▶ **THE DATA**:
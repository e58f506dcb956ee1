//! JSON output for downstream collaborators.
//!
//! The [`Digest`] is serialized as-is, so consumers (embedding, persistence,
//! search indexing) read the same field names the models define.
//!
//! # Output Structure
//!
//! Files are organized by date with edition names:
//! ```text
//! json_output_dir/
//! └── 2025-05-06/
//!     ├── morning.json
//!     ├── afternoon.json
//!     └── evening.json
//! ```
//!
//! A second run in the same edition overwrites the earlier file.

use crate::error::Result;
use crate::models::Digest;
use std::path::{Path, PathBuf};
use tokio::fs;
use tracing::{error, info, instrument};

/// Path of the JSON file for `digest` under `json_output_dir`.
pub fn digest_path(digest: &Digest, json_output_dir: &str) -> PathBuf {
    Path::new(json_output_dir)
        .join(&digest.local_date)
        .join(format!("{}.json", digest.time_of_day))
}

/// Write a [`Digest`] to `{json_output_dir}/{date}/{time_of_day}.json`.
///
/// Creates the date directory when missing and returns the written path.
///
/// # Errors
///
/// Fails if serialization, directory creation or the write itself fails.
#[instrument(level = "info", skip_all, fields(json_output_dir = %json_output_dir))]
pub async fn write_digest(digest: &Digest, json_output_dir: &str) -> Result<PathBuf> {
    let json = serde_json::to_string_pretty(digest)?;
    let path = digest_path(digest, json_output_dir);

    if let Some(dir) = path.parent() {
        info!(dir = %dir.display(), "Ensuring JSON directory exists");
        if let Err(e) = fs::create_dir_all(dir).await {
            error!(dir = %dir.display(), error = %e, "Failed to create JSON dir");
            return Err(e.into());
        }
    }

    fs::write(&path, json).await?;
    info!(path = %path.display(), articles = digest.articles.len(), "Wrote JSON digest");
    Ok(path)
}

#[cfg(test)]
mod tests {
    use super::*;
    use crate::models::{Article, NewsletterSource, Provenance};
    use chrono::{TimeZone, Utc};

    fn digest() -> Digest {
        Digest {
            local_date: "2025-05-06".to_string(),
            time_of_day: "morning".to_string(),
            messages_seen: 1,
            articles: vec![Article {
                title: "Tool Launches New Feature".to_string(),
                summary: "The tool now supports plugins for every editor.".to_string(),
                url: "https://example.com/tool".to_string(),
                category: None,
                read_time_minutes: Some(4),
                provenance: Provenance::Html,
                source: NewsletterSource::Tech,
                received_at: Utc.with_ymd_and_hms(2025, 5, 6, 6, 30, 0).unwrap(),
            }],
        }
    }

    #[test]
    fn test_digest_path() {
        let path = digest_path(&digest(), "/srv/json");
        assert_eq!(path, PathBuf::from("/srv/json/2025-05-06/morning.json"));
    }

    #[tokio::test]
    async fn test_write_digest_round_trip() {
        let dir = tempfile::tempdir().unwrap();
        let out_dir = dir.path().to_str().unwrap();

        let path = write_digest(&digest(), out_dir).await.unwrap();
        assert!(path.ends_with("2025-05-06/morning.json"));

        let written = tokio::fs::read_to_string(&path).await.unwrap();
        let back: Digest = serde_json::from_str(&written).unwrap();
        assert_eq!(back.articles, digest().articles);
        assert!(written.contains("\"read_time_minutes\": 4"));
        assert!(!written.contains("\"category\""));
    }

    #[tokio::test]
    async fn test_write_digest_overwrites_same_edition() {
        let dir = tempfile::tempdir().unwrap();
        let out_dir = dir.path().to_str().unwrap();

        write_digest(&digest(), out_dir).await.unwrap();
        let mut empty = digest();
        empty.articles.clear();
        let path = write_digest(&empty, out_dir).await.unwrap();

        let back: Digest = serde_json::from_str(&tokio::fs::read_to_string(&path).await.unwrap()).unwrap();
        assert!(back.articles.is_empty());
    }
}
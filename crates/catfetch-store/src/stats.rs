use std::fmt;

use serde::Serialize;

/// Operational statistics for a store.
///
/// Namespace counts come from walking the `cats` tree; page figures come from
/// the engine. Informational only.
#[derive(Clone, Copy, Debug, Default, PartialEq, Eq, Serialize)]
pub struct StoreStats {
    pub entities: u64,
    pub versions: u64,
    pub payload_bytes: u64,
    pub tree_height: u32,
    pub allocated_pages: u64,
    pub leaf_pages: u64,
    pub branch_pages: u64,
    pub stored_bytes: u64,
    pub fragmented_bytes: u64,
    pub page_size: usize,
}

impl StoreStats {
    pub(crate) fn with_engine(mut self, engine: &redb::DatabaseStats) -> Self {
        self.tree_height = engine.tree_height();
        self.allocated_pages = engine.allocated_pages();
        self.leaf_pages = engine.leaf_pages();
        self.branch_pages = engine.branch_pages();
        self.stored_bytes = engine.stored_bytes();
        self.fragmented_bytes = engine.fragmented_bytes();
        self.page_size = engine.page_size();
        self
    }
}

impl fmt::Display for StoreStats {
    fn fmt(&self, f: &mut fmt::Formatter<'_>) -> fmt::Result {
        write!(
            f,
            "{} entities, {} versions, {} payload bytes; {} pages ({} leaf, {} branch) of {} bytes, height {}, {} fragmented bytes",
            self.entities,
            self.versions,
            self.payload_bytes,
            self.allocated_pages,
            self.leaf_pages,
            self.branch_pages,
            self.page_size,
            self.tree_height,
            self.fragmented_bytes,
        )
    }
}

▶ **REQUIRED ACTION**:
Repeat every entry exactly, please.

▶ **ANSWER TO THIS EXERCISE**:
repository e58f506dcb956ee1
//! JSON output for downstream collaborators.
//!
//! The [`Digest`] is serialized as-is, so consumers (embedding, persistence,
//! search indexing) read the same field names the models define.
//!
//! # Output Structure
//!
//! Files are organized by date with edition names:
//! ```text
//! json_output_dir/
//! └── 2025-05-06/
//!     ├── morning.json
//!     ├── afternoon.json
//!     └── evening.json
//! ```
//!
//! A second run in the same edition overwrites the earlier file.

use crate::error::Result;
use crate::models::Digest;
use std::path::{Path, PathBuf};
use tokio::fs;
use tracing::{error, info, instrument};

/// Path of the JSON file for `digest` under `json_output_dir`.
pub fn digest_path(digest: &Digest, json_output_dir: &str) -> PathBuf {
    Path::new(json_output_dir)
        .join(&digest.local_date)
        .join(format!("{}.json", digest.time_of_day))
}

/// Write a [`Digest`] to `{json_output_dir}/{date}/{time_of_day}.json`.
///
/// Creates the date directory when missing and returns the written path.
///
/// # Errors
///
/// Fails if serialization, directory creation or the write itself fails.
#[instrument(level = "info", skip_all, fields(json_output_dir = %json_output_dir))]
pub async fn write_digest(digest: &Digest, json_output_dir: &str) -> Result<PathBuf> {
    let json = serde_json::to_string_pretty(digest)?;
    let path = digest_path(digest, json_output_dir);

    if let Some(dir) = path.parent() {
        info!(dir = %dir.display(), "Ensuring JSON directory exists");
        if let Err(e) = fs::create_dir_all(dir).await {
            error!(dir = %dir.display(), error = %e, "Failed to create JSON dir");
            return Err(e.into());
        }
    }

    fs::write(&path, json).await?;
    info!(path = %path.display(), articles = digest.articles.len(), "Wrote JSON digest");
    Ok(path)
}

#[cfg(test)]
mod tests {
    use super::*;
    use crate::models::{Article, NewsletterSource, Provenance};
    use chrono::{TimeZone, Utc};

    fn digest() -> Digest {
        Digest {
            local_date: "2025-05-06".to_string(),
            time_of_day: "morning".to_string(),
            messages_seen: 1,
            articles: vec![Article {
                title: "Tool Launches New Feature".to_string(),
                summary: "The tool now supports plugins for every editor.".to_string(),
                url: "https://example.com/tool".to_string(),
                category: None,
                read_time_minutes: Some(4),
                provenance: Provenance::Html,
                source: NewsletterSource::Tech,
                received_at: Utc.with_ymd_and_hms(2025, 5, 6, 6, 30, 0).unwrap(),
            }],
        }
    }

    #[test]
    fn test_digest_path() {
        let path = digest_path(&digest(), "/srv/json");
        assert_eq!(path, PathBuf::from("/srv/json/2025-05-06/morning.json"));
    }

    #[tokio::test]
    async fn test_write_digest_round_trip() {
        let dir = tempfile::tempdir().unwrap();
        let out_dir = dir.path().to_str().unwrap();

        let path = write_digest(&digest(), out_dir).await.unwrap();
        assert!(path.ends_with("2025-05-06/morning.json"));

        let written = tokio::fs::read_to_string(&path).await.unwrap();
        let back: Digest = serde_json::from_str(&written).unwrap();
        assert_eq!(back.articles, digest().articles);
        assert!(written.contains("\"read_time_minutes\": 4"));
        assert!(!written.contains("\"category\""));
    }

    #[tokio::test]
    async fn test_write_digest_overwrites_same_edition() {
        let dir = tempfile::tempdir().unwrap();
        let out_dir = dir.path().to_str().unwrap();

        write_digest(&digest(), out_dir).await.unwrap();
        let mut empty = digest();
        empty.articles.clear();
        let path = write_digest(&empty, out_dir).await.unwrap();

        let back: Digest = serde_json::from_str(&tokio::fs::read_to_string(&path).await.unwrap()).unwrap();
        assert!(back.articles.is_empty());
    }
}
filename crates/catfetch-store/src/stats.rs
use std::fmt;

use serde::Serialize;

/// Operational statistics for a store.
///
/// Namespace counts come from walking the `cats` tree; page figures come from
/// the engine. Informational only.
#[derive(Clone, Copy, Debug, Default, PartialEq, Eq, Serialize)]
pub struct StoreStats {
    pub entities: u64,
    pub versions: u64,
    pub payload_bytes: u64,
    pub tree_height: u32,
    pub allocated_pages: u64,
    pub leaf_pages: u64,
    pub branch_pages: u64,
    pub stored_bytes: u64,
    pub fragmented_bytes: u64,
    pub page_size: usize,
}

impl StoreStats {
    pub(crate) fn with_engine(mut self, engine: &redb::DatabaseStats) -> Self {
        self.tree_height = engine.tree_height();
        self.allocated_pages = engine.allocated_pages();
        self.leaf_pages = engine.leaf_pages();
        self.branch_pages = engine.branch_pages();
        self.stored_bytes = engine.stored_bytes();
        self.fragmented_bytes = engine.fragmented_bytes();
        self.page_size = engine.page_size();
        self
    }
}

impl fmt::Display for StoreStats {
    fn fmt(&self, f: &mut fmt::Formatter<'_>) -> fmt::Result {
        write!(
            f,
            "{} entities, {} versions, {} payload bytes; {} pages ({} leaf, {} branch) of {} bytes, height {}, {} fragmented bytes",
            self.entities,
            self.versions,
            self.payload_bytes,
            self.allocated_pages,
            self.leaf_pages,
            self.branch_pages,
            self.page_size,
            self.tree_height,
            self.fragmented_bytes,
        )
    }
}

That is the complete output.